The per-platform validators:

  • Facebook Sharing Debugger (developers.facebook.com/tools/debug): shows every tag it read, plus warnings, and forces a re-scrape. The most useful single tool, partly because WhatsApp shares Meta's crawler, so a Facebook re-scrape sometimes refreshes WhatsApp too.
  • LinkedIn Post Inspector (linkedin.com/post-inspector): shows the title, description, and image LinkedIn picked up, no login needed.
  • X: there is no validator. X deprecated its Card Validator in 2022 and never replaced it. The query-parameter trick above is the only lever you have.

You can also just check the preview before any of these. MetaBlast generates the OG tags for a URL (including og:image:width and og:image:height) and renders the Google, X, Facebook, and LinkedIn previews side by side, so a broken or wrong-sized og:image shows up before you ship instead of after someone shares it.

TL;DR

  • Size: 1200 × 630 px, 1.91:1 ratio. One image covers every platform.
  • X: use twitter:card = summary_large_image (wants 1200×628, same file). Falls back to og:image if you skip twitter:image.
  • Format: JPG for photos, PNG for graphics and text. Never SVG or GIF.
  • File size: under ~5 MB, ideally under 1 MB. A heavy image makes the scraper time out and show nothing.
  • Tags: og:image (absolute https URL), og:image:width, og:image:height, og:image:alt, twitter:card.
  • Top mistake: a relative og:image URL. It must be a full https:// link.
  • Stale preview: that's cache, not your code. Use the Facebook Debugger or LinkedIn Inspector to force a re-scrape, or append ?v=2 for X and WhatsApp.

FAQ

What size should an og:image be?

1200×630 pixels, a 1.91:1 aspect ratio. That's the size Facebook, LinkedIn, WhatsApp, Slack, and Discord all render cleanly, and X reuses it for the large image card. Use it as your default and you don't have to think per-platform.

Is the Twitter/X card image size different from og:image?

Barely. With twitter:card set to summary_large_image, X wants 1200×628, close enough to 1200×630 that the same file works. The summary card (no large image) uses a small square crop instead. If you don't set a twitter:image, X falls back to your og:image, so one 1200×630 image covers both.

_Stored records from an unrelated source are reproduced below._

//! Email/password sign-in against the Firebase Identity Toolkit REST API
//!
//! ID tokens last about an hour; `FirebaseAuth::refresh` trades the refresh
//! token for a new one through the Secure Token endpoint.

use crate::error::{AuthError, ConfigError, Result};
use crate::types::User;
use chrono::{DateTime, Duration, Utc};
use serde::{Deserialize, Serialize};
use tracing::{debug, info, warn};

const DEFAULT_ENDPOINT: &str = "https://identitytoolkit.googleapis.com/v1";
const DEFAULT_TOKEN_ENDPOINT: &str = "https://securetoken.googleapis.com/v1";

/// Settings for the Firebase identity endpoints
#[derive(Debug, Clone, PartialEq, Eq, Serialize, Deserialize)]
#[serde(rename_all = "camelCase")]
pub struct FirebaseAuthConfig {
    pub api_key: String,
    /// REST root, overridable to point at the auth emulator
    #[serde(default = "default_endpoint")]
    pub endpoint: String,
    /// Secure Token REST root
    #[serde(default = "default_token_endpoint")]
    pub token_endpoint: String,
}

fn default_endpoint() -> String {
    DEFAULT_ENDPOINT.to_string()
}

fn default_token_endpoint() -> String {
    DEFAULT_TOKEN_ENDPOINT.to_string()
}

impl FirebaseAuthConfig {
    pub fn new(api_key: impl Into<String>) -> Self {
        Self {
            api_key: api_key.into(),
            endpoint: default_endpoint(),
            token_endpoint: default_token_endpoint(),
        }
    }

    fn sign_in_url(&self) -> String {
        format!(
            "{}/accounts:signInWithPassword",
            self.endpoint.trim_end_matches('/')
        )
    }

    fn token_url(&self) -> String {
        format!("{}/token", self.token_endpoint.trim_end_matches('/'))
    }
}

#[derive(Debug, Serialize)]
#[serde(rename_all = "camelCase")]
struct SignInRequest<'a> {
    email: &'a str,
    password: &'a str,
    return_secure_token: bool,
}

#[derive(Debug, Deserialize)]
#[serde(rename_all = "camelCase")]
struct SignInResponse {
    local_id: String,
    email: Option<String>,
    display_name: Option<String>,
    id_token: Option<String>,
    refresh_token: Option<String>,
    /// Seconds, sent as a string
    expires_in: Option<String>,
}

impl SignInResponse {
    fn into_user(self, now: DateTime<Utc>) -> User {
        User {
            id: self.local_id,
            email: self.email,
            display_name: self.display_name.filter(|n| !n.is_empty()),
            id_token: self.id_token,
            refresh_token: self.refresh_token,
            expires_at: expiry(now, self.expires_in.as_deref()),
        }
    }
}

/// Secure Token replies use snake_case keys
#[derive(Debug, Deserialize)]
struct RefreshResponse {
    id_token: String,
    refresh_token: String,
    expires_in: Option<String>,
}

fn expiry(now: DateTime<Utc>, expires_in: Option<&str>) -> Option<DateTime<Utc>> {
    expires_in
        .and_then(|secs| secs.parse::<i64>().ok())
        .map(|secs| now + Duration::seconds(secs))
}

#[derive(Debug, Deserialize)]
struct ErrorBody {
    error: ErrorDetail,
}

#[derive(Debug, Deserialize)]
struct ErrorDetail {
    message: String,
}

/// Firebase password sign-in client
#[derive(Debug)]
pub struct FirebaseAuth {
    client: reqwest::Client,
    config: FirebaseAuthConfig,
}

impl FirebaseAuth {
    pub fn new(config: FirebaseAuthConfig) -> Result<Self> {
        if config.api_key.is_empty() {
            return Err(ConfigError::Missing("apiKey").into());
        }
        Ok(Self {
            client: reqwest::Client::new(),
            config,
        })
    }

    /// Exchange an email and password for a signed-in user
    pub async fn sign_in(&self, email: &str, password: &str) -> Result<User> {
        debug!("Signing in {}", email);

        let request = self
            .client
            .post(self.config.sign_in_url())
            .query(&[("key", self.config.api_key.as_str())])
            .json(&SignInRequest {
                email,
                password,
                return_secure_token: true,
            });
        let body: SignInResponse = send(request, "Sign-in").await?;
        Ok(body.into_user(Utc::now()))
    }

    /// Renew the user's ID token with their refresh token
    pub async fn refresh(&self, user: &User) -> Result<User> {
        let Some(refresh_token) = user.refresh_token.as_deref() else {
            return Err(AuthError::SessionExpired("no refresh token".to_string()).into());
        };

        let request = self
            .client
            .post(self.config.token_url())
            .query(&[("key", self.config.api_key.as_str())])
            .form(&[
                ("grant_type", "refresh_token"),
                ("refresh_token", refresh_token),
            ]);
        let body: RefreshResponse = send(request, "Token refresh").await?;

        info!("Renewed sign-in for {}", user.label());
        Ok(User {
            id_token: Some(body.id_token),
            refresh_token: Some(body.refresh_token),
            expires_at: expiry(Utc::now(), body.expires_in.as_deref()),
            ..user.clone()
        })
    }
}

async fn send<T: serde::de::DeserializeOwned>(
    request: reqwest::RequestBuilder,
    action: &str,
) -> Result<T> {
    let response = request
        .send()
        .await
        .map_err(|e| AuthError::Request(e.to_string()))?;

    let status = response.status();
    if status.is_success() {
        return response
            .json()
            .await
            .map_err(|e| AuthError::Request(e.to_string()).into());
    }

    let body = response.text().await.unwrap_or_default();
    warn!("{} rejected with status {}", action, status);
    Err(classify_failure(status.as_u16(), &body).into())
}

/// Firebase reports credential problems as 400 with a code message
fn classify_failure(status: u16, body: &str) -> AuthError {
    let message = serde_json::from_str::<ErrorBody>(body)
        .map(|b| b.error.message)
        .unwrap_or_else(|_| body.to_string());

    let credential_codes = [
        "EMAIL_NOT_FOUND",
        "INVALID_PASSWORD",
        "INVALID_LOGIN_CREDENTIALS",
        "USER_DISABLED",
        "INVALID_EMAIL",
    ];
    let session_codes = ["TOKEN_EXPIRED", "INVALID_REFRESH_TOKEN", "USER_NOT_FOUND"];

    if status == 400 && credential_codes.iter().any(|c| message.starts_with(c)) {
        AuthError::InvalidCredentials(message)
    } else if status == 400 && session_codes.iter().any(|c| message.starts_with(c)) {
        AuthError::SessionExpired(message)
    } else {
        AuthError::Request(format!("{} ({})", message, status))
    }
}

#[cfg(test)]
mod tests {
    use super::*;
    use chrono::TimeZone;
    use serde_json::json;

    #[test]
    fn test_urls() {
        let config = FirebaseAuthConfig::new("k");
        assert_eq!(
            config.sign_in_url(),
            "https://identitytoolkit.googleapis.com/v1/accounts:signInWithPassword"
        );
        assert_eq!(config.token_url(), "https://securetoken.googleapis.com/v1/token");
    }

    #[test]
    fn test_missing_api_key_rejected() {
        assert!(FirebaseAuth::new(FirebaseAuthConfig::new("")).is_err());
    }

    #[test]
    fn test_request_body_shape() {
        let body = serde_json::to_value(SignInRequest {
            email: "a@b.c",
            password: "pw",
            return_secure_token: true,
        })
        .unwrap();
        assert_eq!(
            body,
            json!({ "email": "a@b.c", "password": "pw", "returnSecureToken": true })
        );
    }

    #[test]
    fn test_response_into_user() {
        let resp: SignInResponse = serde_json::from_value(json!({
            "kind": "identitytoolkit#VerifyPasswordResponse",
            "localId": "uid-9",
            "email": "editor@example.com",
            "displayName": "",
            "idToken": "tok",
            "registered": true,
            "refreshToken": "r",
            "expiresIn": "3600",
        }))
        .unwrap();

        let now = Utc.with_ymd_and_hms(2024, 5, 1, 12, 0, 0).unwrap();
        let user = resp.into_user(now);
        assert_eq!(user.id, "uid-9");
        assert_eq!(user.display_name, None);
        assert_eq!(user.label(), "editor@example.com");
        assert_eq!(user.id_token.as_deref(), Some("tok"));
        assert_eq!(user.refresh_token.as_deref(), Some("r"));
        assert_eq!(user.expires_at, Some(now + Duration::hours(1)));
    }

    #[test]
    fn test_classify_failure() {
        let body = r#"{"error":{"code":400,"message":"INVALID_PASSWORD"}}"#;
        assert!(matches!(
            classify_failure(400, body),
            AuthError::InvalidCredentials(m) if m == "INVALID_PASSWORD"
        ));

        let body = r#"{"error":{"code":400,"message":"TOKEN_EXPIRED","status":"INVALID_ARGUMENT"}}"#;
        assert!(matches!(classify_failure(400, body), AuthError::SessionExpired(_)));

        assert!(matches!(
            classify_failure(503, "unavailable"),
            AuthError::Request(m) if m == "unavailable (503)"
        ));
    }

    #[tokio::test]
    async fn test_refresh_without_token_is_expired() {
        let auth = FirebaseAuth::new(FirebaseAuthConfig::new("k")).unwrap();
        let err = auth.refresh(&User::local("u1")).await.unwrap_err();
        assert!(matches!(
            err,
            crate::Error::Auth(AuthError::SessionExpired(_))
        ));
    }
}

Why is my og:image not showing?

Usually one of these: the og:image is a relative path instead of a full https:// URL, the image isn't publicly reachable (behind auth or on staging), the file is too heavy and the scraper times out, or the platform is serving a cached preview from before you fixed it. Run the URL through Facebook's Sharing Debugger or LinkedIn's Post Inspector to see what the crawler actually fetched.

Do og:image:width and og:image:height tags matter?

Yes. They let a platform draw the preview box at the right size before the image finishes downloading, which avoids layout shift and reduces the chance of a failed or cropped preview. They're cheap to add and worth it: set them to the actual pixel dimensions of your image (1200 and 630).